Maybe it is my whole fascination with food preservation-aka what peeps did a lot of during this time as well as my love for old-school kitchen and home items (127 yard sale anyone?), but Boardwalk Empire is very much playing into the Mad Men-style of incorporating period pieces. Not a show goes by without gorgeous 1920 dresses (already looking for outfits!), the wonderful billboards/branding ideas and entertainment venues/acts seen on the show, BUT I have taken note of the attention to kitchen and home goods that the show stages.
Women were by and large homemakers during this time and they made every use of food-the Trader Joes/Whole Foods/even a fridge was not commonplace during this time.
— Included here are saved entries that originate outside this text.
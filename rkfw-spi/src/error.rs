//! SPI error codes

/// Failure of a bus transaction or controller operation.
///
/// Discriminants mirror the errno values firmware callers conventionally
/// report for these conditions.
#[repr(i32)]
#[derive(Clone, Copy, Debug, PartialEq, Eq)]
pub enum SpiError {
    /// Transfer or idle wait exceeded its deadline.
    Timeout = -110,
    /// Controller still shifting data.
    Busy = -16,
    /// Request cannot be expressed on this controller.
    InvalidConfig = -22,
}

impl SpiError {
    #[inline]
    pub const fn as_i32(self) -> i32 {
        self as i32
    }

    pub fn from_i32(value: i32) -> Option<Self> {
        match value {
            -110 => Some(Self::Timeout),
            -16 => Some(Self::Busy),
            -22 => Some(Self::InvalidConfig),
            _ => None,
        }
    }

    /// Get the error name for logging.
    pub const fn name(self) -> &'static str {
        match self {
            Self::Timeout => "Timeout",
            Self::Busy => "Busy",
            Self::InvalidConfig => "InvalidConfig",
        }
    }
}

impl core::fmt::Display for SpiError {
    fn fmt(&self, f: &mut core::fmt::Formatter<'_>) -> core::fmt::Result {
        f.write_str(self.name())
    }
}

pub type SpiResult<T = ()> = Result<T, SpiError>;

#[cfg(test)]
mod tests {
    use super::*;

    #[test]
    fn test_code_round_trip() {
        for err in [SpiError::Timeout, SpiError::Busy, SpiError::InvalidConfig] {
            assert_eq!(SpiError::from_i32(err.as_i32()), Some(err));
        }
        assert_eq!(SpiError::from_i32(0), None);
    }
}
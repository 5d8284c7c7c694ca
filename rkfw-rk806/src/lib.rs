//! Rockchip RK806 PMIC Driver
//!
//! Regulator voltage and enable control for the RK806 over SPI. The RK3588
//! reference design uses one or two RK806s sharing a bus, distinguished by
//! chip select.
//!
//! # Modules
//!
//! - [`id`]: Validated regulator identifiers (family, index, chip)
//! - [`regs`]: Register addresses and SPI command bytes
//! - [`ranges`]: Voltage selector tables and enable-bit layout
//! - [`bus`]: [`RegisterBus`] and its SPI implementation
//! - [`driver`]: [`Rk806`], the regulator operations
//!
//! # Example
//!
//! ```ignore
//! let bus = SpiRegisterBus::new(spi);
//! let mut pmic = Rk806::new(bus);
//! pmic.set_voltage(RegulatorId::MASTER_PLDO5, 3_300_000)?;
//! ```

#![no_std]
#![deny(unsafe_op_in_unsafe_fn)]

#[cfg(test)]
extern crate std;

pub mod bus;
pub mod driver;
pub mod error;
pub mod id;
pub mod ranges;
pub mod regs;

pub use bus::{RegisterBus, SpiRegisterBus};
pub use driver::Rk806;
pub use error::{PmicError, PmicResult};
pub use id::{Chip, Family, RegulatorId};
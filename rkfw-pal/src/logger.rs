//! Firmware Logging
//!
//! `log` backend that formats each record into a stack buffer and writes it
//! to the console with a boot-relative timestamp:
//!
//! ```text
//! [       0.412]  INFO rkfw_rk806::driver: pldo5 -> 3300000uV (sel 0xe0)
//! ```

use core::fmt::Write;

use log::{Level, LevelFilter, Log, Metadata, Record};

use crate::{console, timer};

/// Bytes kept per formatted line; longer records are truncated
const LINE_CAPACITY: usize = 256;

/// Stack buffer for formatting a record without allocation
pub(crate) struct MessageBuffer {
    data: [u8; LINE_CAPACITY],
    len: usize,
}

impl MessageBuffer {
    pub(crate) const fn new() -> Self {
        Self {
            data: [0u8; LINE_CAPACITY],
            len: 0,
        }
    }

    pub(crate) fn as_str(&self) -> &str {
        match core::str::from_utf8(&self.data[..self.len]) {
            Ok(s) => s,
            // Truncation may split a code point; keep the valid prefix
            Err(e) => core::str::from_utf8(&self.data[..e.valid_up_to()]).unwrap_or(""),
        }
    }
}

impl Write for MessageBuffer {
    fn write_str(&mut self, s: &str) -> core::fmt::Result {
        let bytes = s.as_bytes();
        let remaining = LINE_CAPACITY - self.len;
        let to_copy = bytes.len().min(remaining);
        self.data[self.len..self.len + to_copy].copy_from_slice(&bytes[..to_copy]);
        self.len += to_copy;
        Ok(())
    }
}

fn level_str(level: Level) -> &'static str {
    match level {
        Level::Error => "\x1b[31mERROR\x1b[0m",
        Level::Warn => "\x1b[33m WARN\x1b[0m",
        Level::Info => "\x1b[32m INFO\x1b[0m",
        Level::Debug => "\x1b[34mDEBUG\x1b[0m",
        Level::Trace => "\x1b[35mTRACE\x1b[0m",
    }
}

/// Format one record as a console line
pub(crate) fn format_line(buf: &mut MessageBuffer, time_ms: u64, record: &Record) {
    let _ = writeln!(
        buf,
        "[{:>8}.{:03}] {} {}: {}",
        time_ms / 1000,
        time_ms % 1000,
        level_str(record.level()),
        record.target(),
        record.args()
    );
}

struct FirmwareLogger;

impl Log for FirmwareLogger {
    fn enabled(&self, metadata: &Metadata) -> bool {
        metadata.level() <= log::max_level()
    }

    fn log(&self, record: &Record) {
        if !self.enabled(record.metadata()) {
            return;
        }
        let mut line = MessageBuffer::new();
        format_line(&mut line, timer::now_ms(), record);
        console::puts(line.as_str());
    }

    fn flush(&self) {}
}

/// Global logger instance
static LOGGER: FirmwareLogger = FirmwareLogger;

/// Install the console logger
///
/// Safe to call more than once; later calls only adjust the level.
pub fn init(level: LevelFilter) {
    let _ = log::set_logger(&LOGGER);
    log::set_max_level(level);
}
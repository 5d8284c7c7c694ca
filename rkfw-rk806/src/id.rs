//! Regulator identifiers
//!
//! A regulator is named by its family, its zero-based index within the
//! family and the PMIC it sits on. Identifiers are validated once at
//! construction; everything downstream works on the decoded fields.

use core::fmt;

/// Regulator family
#[derive(Clone, Copy, Debug, PartialEq, Eq)]
pub enum Family {
    /// Switching step-down converter
    Buck,
    /// N-channel LDO
    Nldo,
    /// P-channel LDO
    Pldo,
}

impl Family {
    /// Instances of this family on one RK806
    pub const fn count(self) -> u8 {
        match self {
            Self::Buck => 10,
            Self::Nldo => 5,
            Self::Pldo => 6,
        }
    }

    pub const fn name(self) -> &'static str {
        match self {
            Self::Buck => "buck",
            Self::Nldo => "nldo",
            Self::Pldo => "pldo",
        }
    }
}

/// Which RK806 on the shared SPI bus
#[derive(Clone, Copy, Debug, PartialEq, Eq)]
pub enum Chip {
    Master,
    Slave,
}

impl Chip {
    /// SPI chip-select line for this chip
    pub const fn chip_select(self) -> u8 {
        match self {
            Self::Master => 0,
            Self::Slave => 1,
        }
    }
}

/// A validated regulator identifier.
#[derive(Clone, Copy, Debug, PartialEq, Eq)]
pub struct RegulatorId {
    family: Family,
    index: u8,
    chip: Chip,
}

impl RegulatorId {
    /// Master PLDO5 (zero-based index 5), the SD card I/O rail on the
    /// reference board
    pub const MASTER_PLDO5: Self = Self { family: Family::Pldo, index: 5, chip: Chip::Master };

    /// Build an identifier, or `None` if `index` does not exist in `family`.
    pub const fn new(family: Family, index: u8, chip: Chip) -> Option<Self> {
        if index < family.count() {
            Some(Self { family, index, chip })
        } else {
            None
        }
    }

    pub const fn family(&self) -> Family {
        self.family
    }

    /// Zero-based index within the family
    pub const fn index(&self) -> u8 {
        self.index
    }

    pub const fn chip(&self) -> Chip {
        self.chip
    }

    /// One-based regulator number as printed on the datasheet
    pub const fn number(&self) -> u8 {
        self.index + 1
    }
}

impl fmt::Display for RegulatorId {
    fn fmt(&self, f: &mut fmt::Formatter<'_>) -> fmt::Result {
        let chip = match self.chip {
            Chip::Master => "master",
            Chip::Slave => "slave",
        };
        write!(f, "{}/{}{}", chip, self.family.name(), self.index)
    }
}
People really had to, "make do with what they had" and it was the women who made up America's great fabric that made sure that the family/people could eat. Boardwalk Empire touches on this idea and the topic of how people eat every so often throughout its first season...this is what i noticed:
(Tin Man-love this character...and check out the pickled eggs in back of him!!)
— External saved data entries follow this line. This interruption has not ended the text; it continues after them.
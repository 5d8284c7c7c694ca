//! Board configuration
//!
//! Fixed at build time: one `const` instance per supported board.

use log::LevelFilter;

/// Addresses and clocks the voltage domain service depends on.
#[derive(Debug, Clone, Copy, PartialEq, Eq)]
pub struct BoardConfig {
    /// SPI controller the PMIC hangs off
    pub spi_base: usize,
    /// SPI source clock (Hz)
    pub spi_clock_hz: u32,
    /// PMIC SCLK (Hz)
    pub pmic_speed_hz: u32,
    /// Debug UART
    pub console_base: usize,
    pub log_level: LevelFilter,
}

impl BoardConfig {
    /// RK3588 reference design: RK806 on SPI2, debug console on UART2.
    pub const RK3588_REFERENCE: Self = Self {
        spi_base: 0xFEB2_0000,
        spi_clock_hz: 24_000_000,
        pmic_speed_hz: 2_000_000,
        console_base: 0xFEB5_0000,
        log_level: LevelFilter::Info,
    };
}

/// Size of the SPI controller register block
pub const SPI_REGION_SIZE: usize = 0x1000;

#[cfg(test)]
mod tests {
    use super::*;

    #[test]
    fn test_reference_pmic_clock_reachable() {
        let cfg = BoardConfig::RK3588_REFERENCE;
        let div = rkfw_spi::clock_divider(cfg.spi_clock_hz, cfg.pmic_speed_hz);
        assert_eq!(div, 12);
        assert_eq!(cfg.spi_clock_hz / div, cfg.pmic_speed_hz);
    }
}
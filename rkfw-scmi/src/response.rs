//! Response buffer
//!
//! A response is built in one step from a complete `*P2a` value (or a
//! status alone) and handed to the transport as a byte slice. The request
//! buffer is never written.

use zerocopy::{Immutable, IntoBytes};
use zerocopy::byteorder::little_endian::I32;

use crate::message::{PAYLOAD_MAX, StatusP2a};
use crate::status::ScmiStatus;

/// An encoded response: status first, then any payload.
#[derive(Clone)]
pub struct Response {
    buf: [u8; PAYLOAD_MAX],
    len: usize,
}

impl Response {
    /// Status-only response.
    pub fn status(status: ScmiStatus) -> Self {
        Self::from_message(&StatusP2a { status: I32::new(status.as_i32()) })
    }

    /// Response holding the bytes of `message`.
    pub fn from_message<T: IntoBytes + Immutable>(message: &T) -> Self {
        Self::with_tail(message, &[])
    }

    /// Response holding `header` followed by `values`, truncated to the
    /// payload budget.
    pub fn with_tail<T: IntoBytes + Immutable>(header: &T, values: &[i32]) -> Self {
        let mut buf = [0u8; PAYLOAD_MAX];
        let head = header.as_bytes();
        let mut len = head.len().min(PAYLOAD_MAX);
        buf[..len].copy_from_slice(&head[..len]);

        for value in values {
            let Some(slot) = buf.get_mut(len..len + 4) else {
                break;
            };
            slot.copy_from_slice(&value.to_le_bytes());
            len += 4;
        }

        Self { buf, len }
    }

    /// Bytes the transport must relay.
    pub fn as_bytes(&self) -> &[u8] {
        &self.buf[..self.len]
    }

    pub fn len(&self) -> usize {
        self.len
    }

    pub fn is_empty(&self) -> bool {
        self.len == 0
    }

    /// Status field of this response.
    pub fn status_code(&self) -> i32 {
        self.word(0).unwrap_or(ScmiStatus::GenericError.as_i32())
    }

    /// Little-endian 32-bit word `index` of the response, if present.
    pub fn word(&self, index: usize) -> Option<i32> {
        let start = index * 4;
        let bytes = self.as_bytes().get(start..start + 4)?;
        let mut raw = [0u8; 4];
        raw.copy_from_slice(bytes);
        Some(i32::from_le_bytes(raw))
    }
}

impl core::fmt::Debug for Response {
    fn fmt(&self, f: &mut core::fmt::Formatter<'_>) -> core::fmt::Result {
        f.debug_struct("Response")
            .field("status", &self.status_code())
            .field("len", &self.len)
            .finish()
    }
}

#[cfg(test)]
mod tests {
    use super::*;
    use crate::message::DescribeLevelsP2a;
    use zerocopy::byteorder::little_endian::U32;

    #[test]
    fn test_status_only() {
        let rsp = Response::status(ScmiStatus::ProtocolError);
        assert_eq!(rsp.as_bytes(), (-10i32).to_le_bytes());
        assert_eq!(rsp.status_code(), -10);
        assert_eq!(rsp.word(1), None);
    }

    #[test]
    fn test_values_follow_header() {
        let header = DescribeLevelsP2a { status: I32::new(0), flags: U32::new(0x1003) };
        let rsp = Response::with_tail(&header, &[1_800_000, 3_300_000, 12_500]);
        assert_eq!(rsp.len(), 20);
        assert_eq!(rsp.word(1), Some(0x1003));
        assert_eq!(rsp.word(4), Some(12_500));
    }

    #[test]
    fn test_values_truncated_at_budget() {
        let header = DescribeLevelsP2a { status: I32::new(0), flags: U32::new(0) };
        let rsp = Response::with_tail(&header, &[7; 40]);
        assert_eq!(rsp.len(), PAYLOAD_MAX);
    }
}
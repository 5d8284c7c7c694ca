//! Rockchip SPI controller register map

use tock_registers::register_bitfields;

// -- Register offsets

/// Control Register 0
pub const CTRLR0: usize = 0x0000;
/// Control Register 1 (receive-only frame count)
pub const CTRLR1: usize = 0x0004;
/// SPI Enable
pub const ENR: usize = 0x0008;
/// Slave Enable (chip select)
pub const SER: usize = 0x000C;
/// Baud Rate Select (clock divider)
pub const BAUDR: usize = 0x0010;
/// Transmit FIFO Threshold Level
pub const TXFTLR: usize = 0x0014;
/// Receive FIFO Threshold Level
pub const RXFTLR: usize = 0x0018;
/// Transmit FIFO Level
pub const TXFLR: usize = 0x001C;
/// Receive FIFO Level
pub const RXFLR: usize = 0x0020;
/// Status Register
pub const SR: usize = 0x0024;
/// Interrupt Polarity
pub const IPR: usize = 0x0028;
/// Interrupt Mask
pub const IMR: usize = 0x002C;
/// Interrupt Status
pub const ISR: usize = 0x0030;
/// Raw Interrupt Status
pub const RISR: usize = 0x0034;
/// Interrupt Clear
pub const ICR: usize = 0x0038;
/// DMA Control
pub const DMACR: usize = 0x003C;
/// DMA Transmit Data Level
pub const DMATDLR: usize = 0x0040;
/// DMA Receive Data Level
pub const DMARDLR: usize = 0x0044;
/// Transmit FIFO Data
pub const TXDR: usize = 0x0400;
/// Receive FIFO Data
pub const RXDR: usize = 0x0800;

// -- Controller limits

/// Depth of each FIFO in frames
pub const FIFO_LENGTH: u32 = 64;

/// Chip-select lines present in SER
pub const SER_MASK: u32 = 0x3;

/// Maximum SCLK in master mode (Hz)
pub const MASTER_MAX_SCLK: u32 = 50_000_000;

/// Largest even value BAUDR accepts
pub const BAUDR_MAX: u32 = 0xfffe;

register_bitfields![u32,
    /// Control Register 0
    pub CTRLR0 [
        /// Data Frame Size
        DFS OFFSET(0) NUMBITS(2) [
            Bits4 = 0,
            Bits8 = 1,
            Bits16 = 2
        ],
        /// Control Frame Size (Microwire)
        CFS OFFSET(2) NUMBITS(4) [],
        /// Serial Clock Phase
        SCPH OFFSET(6) NUMBITS(1) [
            FirstEdge = 0,
            SecondEdge = 1
        ],
        /// Serial Clock Polarity
        SCPOL OFFSET(7) NUMBITS(1) [
            Low = 0,
            High = 1
        ],
        /// Chip select high cycles between frames
        CSM OFFSET(8) NUMBITS(2) [],
        /// SS_N to SCLK delay
        SSD OFFSET(10) NUMBITS(1) [
            HalfCycle = 0,
            OneCycle = 1
        ],
        /// Endian Mode
        EM OFFSET(11) NUMBITS(1) [
            Little = 0,
            Big = 1
        ],
        /// First Bit Mode
        FBM OFFSET(12) NUMBITS(1) [
            Msb = 0,
            Lsb = 1
        ],
        /// Byte and Halfword Transform
        BHT OFFSET(13) NUMBITS(1) [
            Apb16 = 0,
            Apb8 = 1
        ],
        /// Rxd Sample Delay
        RSD OFFSET(14) NUMBITS(2) [],
        /// Frame Format
        FRF OFFSET(16) NUMBITS(2) [
            Motorola = 0
        ],
        /// Transfer Mode
        XFM OFFSET(18) NUMBITS(2) [
            TransmitReceive = 0,
            TransmitOnly = 1,
            ReceiveOnly = 2
        ],
        /// Operation Mode
        OPM OFFSET(20) NUMBITS(1) [
            Master = 0,
            Slave = 1
        ]
    ],

    /// Status Register
    pub SR [
        /// Transfer in progress
        BUSY OFFSET(0) NUMBITS(1) [],
        /// Transmit FIFO full
        TF_FULL OFFSET(1) NUMBITS(1) [],
        /// Transmit FIFO empty
        TF_EMPTY OFFSET(2) NUMBITS(1) [],
        /// Receive FIFO empty
        RF_EMPTY OFFSET(3) NUMBITS(1) [],
        /// Receive FIFO full
        RF_FULL OFFSET(4) NUMBITS(1) []
    ]
];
Probably one of the first things that made me want to create this post were the pickled eggs at the brothel in Chicago. Personally, I am not too into pickled eggs, but i do see a SERIOUS comeback this coming year. I have 2 similar glass crocks that i bought at Mexican grocery stores that are perfect for juice/punch/fermenting-LOVE and you will see this from the Jam Van in 2011 (see an upcoming post on the Future of Jam).
One episode opened with one of the female characters (Margaret Schroeder/Kelly Macdonald) making Irish soda bread, i really loved this scene because she mixed the flour in an old (hopefully vintage!) ceramic mixing bowl with a hand-powered mixer and sifter. Making bread by hand is coming back BIG TIME and the quiet scene of Mrs. Schroeder waking at the break of day to have fresh bread is the touch stone of what you have to do to have "basic" fresh food.
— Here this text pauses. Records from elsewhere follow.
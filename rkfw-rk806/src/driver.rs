//! RK806 regulator control
//!
//! Voltage changes are read-modify-write on the selector register followed
//! by a read-back check. Enable changes are single writes thanks to the
//! per-regulator write strobes in the enable registers.

use crate::bus::{RegisterBus, pmic_spi_config};
use crate::error::{PmicError, PmicResult};
use crate::id::RegulatorId;
use crate::ranges::{self, RegulatorDescriptor};
use rkfw_spi::SpiConfig;

/// An RK806 (or master/slave pair) behind a register bus.
pub struct Rk806<B> {
    bus: B,
}

impl<B: RegisterBus> Rk806<B> {
    pub fn new(bus: B) -> Self {
        Self { bus }
    }

    /// SPI mode the PMIC requires.
    pub fn spi_config() -> SpiConfig {
        pmic_spi_config()
    }

    pub fn bus(&self) -> &B {
        &self.bus
    }

    pub fn bus_mut(&mut self) -> &mut B {
        &mut self.bus
    }

    /// Replace the bits in `mask` with `value`, then read back and compare.
    fn update_bits(&mut self, cs: u8, reg: u8, mask: u8, value: u8) -> PmicResult {
        let old = self.bus.read(cs, reg)?;
        let new = (old & !mask) | (value & mask);
        self.bus.write(cs, reg, new)?;

        let readback = self.bus.read(cs, reg)?;
        if readback & mask != new & mask {
            log::error!(
                "rk806: cs={} reg={:#04x} wrote {:#04x}, read back {:#04x}",
                cs,
                reg,
                new,
                readback
            );
            return Err(PmicError::VerifyFailed);
        }
        Ok(())
    }

    fn program_selector(&mut self, id: RegulatorId, uv: u32, suspend: bool) -> PmicResult {
        let desc = RegulatorDescriptor::for_regulator(id)?;
        let sel = desc.selector(uv).inspect_err(|_| {
            log::warn!("rk806: {} cannot produce {}uV", id, uv);
        })?;
        let reg = if suspend { desc.slp_vsel_reg } else { desc.vsel_reg };

        log::info!(
            "rk806: {} {}uV{} reg={:#04x} mask={:#04x} sel={:#04x}",
            id,
            uv,
            if suspend { " (suspend)" } else { "" },
            reg,
            desc.vsel_mask,
            sel
        );

        self.update_bits(id.chip().chip_select(), reg, desc.vsel_mask, sel)
    }

    /// Program the run-mode output voltage.
    ///
    /// Voltages between grid points round down. Fails with
    /// `InvalidArgument` below the table minimum or, in a fixed range, for
    /// anything but its exact voltage.
    pub fn set_voltage(&mut self, id: RegulatorId, uv: u32) -> PmicResult {
        self.program_selector(id, uv, false)
    }

    /// Program the voltage applied when the PMIC enters sleep.
    pub fn set_suspend_voltage(&mut self, id: RegulatorId, uv: u32) -> PmicResult {
        self.program_selector(id, uv, true)
    }

    /// Read the programmed run-mode voltage.
    pub fn get_voltage(&mut self, id: RegulatorId) -> PmicResult<u32> {
        let desc = RegulatorDescriptor::for_regulator(id)?;
        let sel = self.bus.read(id.chip().chip_select(), desc.vsel_reg)? & desc.vsel_mask;
        ranges::decode(desc.ranges, sel).ok_or(PmicError::InvalidArgument)
    }

    pub fn set_enable(&mut self, id: RegulatorId, enable: bool) -> PmicResult {
        let ctrl = ranges::enable_control(id)?;
        let value = ctrl.value(enable);
        log::debug!(
            "rk806: {} {} reg={:#04x} val={:#04x}",
            id,
            if enable { "on" } else { "off" },
            ctrl.reg,
            value
        );
        self.bus.write(id.chip().chip_select(), ctrl.reg, value)
    }

    pub fn get_enable(&mut self, id: RegulatorId) -> PmicResult<bool> {
        let ctrl = ranges::enable_control(id)?;
        let value = self.bus.read(id.chip().chip_select(), ctrl.reg)?;
        Ok(ctrl.is_enabled(value))
    }
}

#[cfg(test)]
mod tests {
    use super::*;
    use crate::id::{Chip, Family};
    use proptest::prelude::*;
    use rkfw_spi::SpiError;

    /// Register file for two chips. Enable registers honour write strobes;
    /// `stuck` registers ignore writes.
    struct FakePmic {
        regs: [[u8; 256]; 2],
        stuck: Option<u8>,
        fail_reads: bool,
        writes: usize,
    }

    impl FakePmic {
        fn new() -> Self {
            Self { regs: [[0; 256]; 2], stuck: None, fail_reads: false, writes: 0 }
        }
    }

    impl RegisterBus for FakePmic {
        fn read(&mut self, cs: u8, reg: u8) -> PmicResult<u8> {
            if self.fail_reads {
                return Err(SpiError::Timeout.into());
            }
            Ok(self.regs[cs as usize][reg as usize])
        }

        fn write(&mut self, cs: u8, reg: u8, value: u8) -> PmicResult {
            self.writes += 1;
            if self.stuck == Some(reg) {
                return Ok(());
            }
            let slot = &mut self.regs[cs as usize][reg as usize];
            if reg <= 0x05 {
                let strobe = value >> 4;
                *slot = (*slot & !strobe) | (value & strobe & 0x0f);
            } else {
                *slot = value;
            }
            Ok(())
        }
    }

    fn pldo(index: u8) -> RegulatorId {
        RegulatorId::new(Family::Pldo, index, Chip::Master).unwrap()
    }

    #[test]
    fn test_set_and_get_voltage() {
        let mut pmic = Rk806::new(FakePmic::new());
        let id = RegulatorId::MASTER_PLDO5;

        pmic.set_voltage(id, 1_825_000).unwrap();
        assert_eq!(pmic.bus().regs[0][0x53], 0x6a);
        assert_eq!(pmic.get_voltage(id), Ok(1_825_000));

        pmic.set_voltage(id, 3_300_000).unwrap();
        assert_eq!(pmic.get_voltage(id), Ok(3_300_000));
    }

    #[test]
    fn test_voltage_rounds_down_to_grid() {
        let mut pmic = Rk806::new(FakePmic::new());
        let id = RegulatorId::MASTER_PLDO5;
        pmic.set_voltage(id, 1_806_000).unwrap();
        assert_eq!(pmic.get_voltage(id), Ok(1_800_000));
    }

    #[test]
    fn test_slave_chip_uses_its_chip_select() {
        let mut pmic = Rk806::new(FakePmic::new());
        let id = RegulatorId::new(Family::Buck, 0, Chip::Slave).unwrap();
        pmic.set_voltage(id, 750_000).unwrap();
        assert_eq!(pmic.bus().regs[1][0x1a], 40);
        assert_eq!(pmic.bus().regs[0][0x1a], 0);
    }

    #[test]
    fn test_suspend_voltage_uses_sleep_register() {
        let mut pmic = Rk806::new(FakePmic::new());
        let id = RegulatorId::MASTER_PLDO5;
        pmic.set_suspend_voltage(id, 1_800_000).unwrap();
        assert_eq!(pmic.bus().regs[0][0x59], 0x68);
        assert_eq!(pmic.bus().regs[0][0x53], 0);
    }

    #[test]
    fn test_out_of_range_voltage_touches_nothing() {
        let mut pmic = Rk806::new(FakePmic::new());
        assert_eq!(
            pmic.set_voltage(RegulatorId::MASTER_PLDO5, 400_000),
            Err(PmicError::InvalidArgument)
        );
        assert_eq!(
            pmic.set_voltage(RegulatorId::MASTER_PLDO5, 3_500_000),
            Err(PmicError::InvalidArgument)
        );
        assert_eq!(pmic.bus().writes, 0);
    }

    #[test]
    fn test_verify_failure_detected() {
        let mut bus = FakePmic::new();
        bus.stuck = Some(0x53);
        let mut pmic = Rk806::new(bus);
        assert_eq!(
            pmic.set_voltage(RegulatorId::MASTER_PLDO5, 3_300_000),
            Err(PmicError::VerifyFailed)
        );
    }

    #[test]
    fn test_bus_failure_propagates() {
        let mut bus = FakePmic::new();
        bus.fail_reads = true;
        let mut pmic = Rk806::new(bus);
        assert_eq!(
            pmic.set_voltage(RegulatorId::MASTER_PLDO5, 3_300_000),
            Err(PmicError::Bus(SpiError::Timeout))
        );
        assert_eq!(pmic.bus().writes, 0);
    }

    #[test]
    fn test_enable_round_trip() {
        let mut pmic = Rk806::new(FakePmic::new());

        pmic.set_enable(pldo(5), true).unwrap();
        pmic.set_enable(pldo(0), true).unwrap();
        assert_eq!(pmic.bus().regs[0][0x04], 0b0011);
        assert_eq!(pmic.get_enable(pldo(5)), Ok(true));

        pmic.set_enable(pldo(5), false).unwrap();
        assert_eq!(pmic.get_enable(pldo(5)), Ok(false));
        // Neighbour in the same register is untouched
        assert_eq!(pmic.get_enable(pldo(0)), Ok(true));
    }

    #[test]
    fn test_buck_enable_groups() {
        let mut pmic = Rk806::new(FakePmic::new());
        let buck = |i| RegulatorId::new(Family::Buck, i, Chip::Master).unwrap();

        pmic.set_enable(buck(6), true).unwrap();
        assert_eq!(pmic.bus().regs[0][0x01], 0b0100);
        assert_eq!(pmic.get_enable(buck(6)), Ok(true));
        assert_eq!(pmic.get_enable(buck(2)), Ok(false));
    }

    #[test]
    fn test_spi_config_is_pmic_mode() {
        assert_eq!(Rk806::<FakePmic>::spi_config().speed_hz, 2_000_000);
    }

    proptest! {
        #[test]
        fn prop_update_bits_preserves_unmasked(initial: u8, mask: u8, value: u8) {
            let mut bus = FakePmic::new();
            bus.regs[0][0x80] = initial;
            let mut pmic = Rk806::new(bus);

            pmic.update_bits(0, 0x80, mask, value).unwrap();
            prop_assert_eq!(pmic.bus().regs[0][0x80], (initial & !mask) | (value & mask));
        }

        #[test]
        fn prop_ldo_readback_within_one_step(uv in 500_000u32..3_400_000) {
            let mut pmic = Rk806::new(FakePmic::new());
            let id = pldo(2);

            pmic.set_voltage(id, uv).unwrap();
            let got = pmic.get_voltage(id).unwrap();
            prop_assert!(got <= uv);
            prop_assert!(uv - got < 12_500);
        }

        #[test]
        fn prop_buck_readback_within_one_step(uv in 500_000u32..3_400_000) {
            let mut pmic = Rk806::new(FakePmic::new());
            let id = RegulatorId::new(Family::Buck, 3, Chip::Master).unwrap();

            pmic.set_voltage(id, uv).unwrap();
            let got = pmic.get_voltage(id).unwrap();
            let step = if uv < 1_500_000 { 6_250 } else { 25_000 };
            prop_assert!(got <= uv);
            prop_assert!(uv - got < step);
        }
    }
}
(very much like this-found it on Procks Crocks)
One thing that is present is how people actually COOKED aka, the stove. Like the image below, people has to light under a flat plate looking deal to heat a kettle...
A few times during the season, characters had to make eggs or other items. Cast iron was the norm not the $60-100 + item that we can now buy at our local gourmet supply store. I am a BIG fan of the cast iron and i toast all bread and other goodness straight from the pan-no toaster needed-plus it looks timeless like the little black dress...
(image from Cast Iron Cooking)
(this is just a pickling crock that i saw in the background of an episode-SO needed for old school fermentation)
I recently heard that Boardwalk will be picked up for a second season so will be posting more on what other cool items i find as well as other preserving items that i see on TV.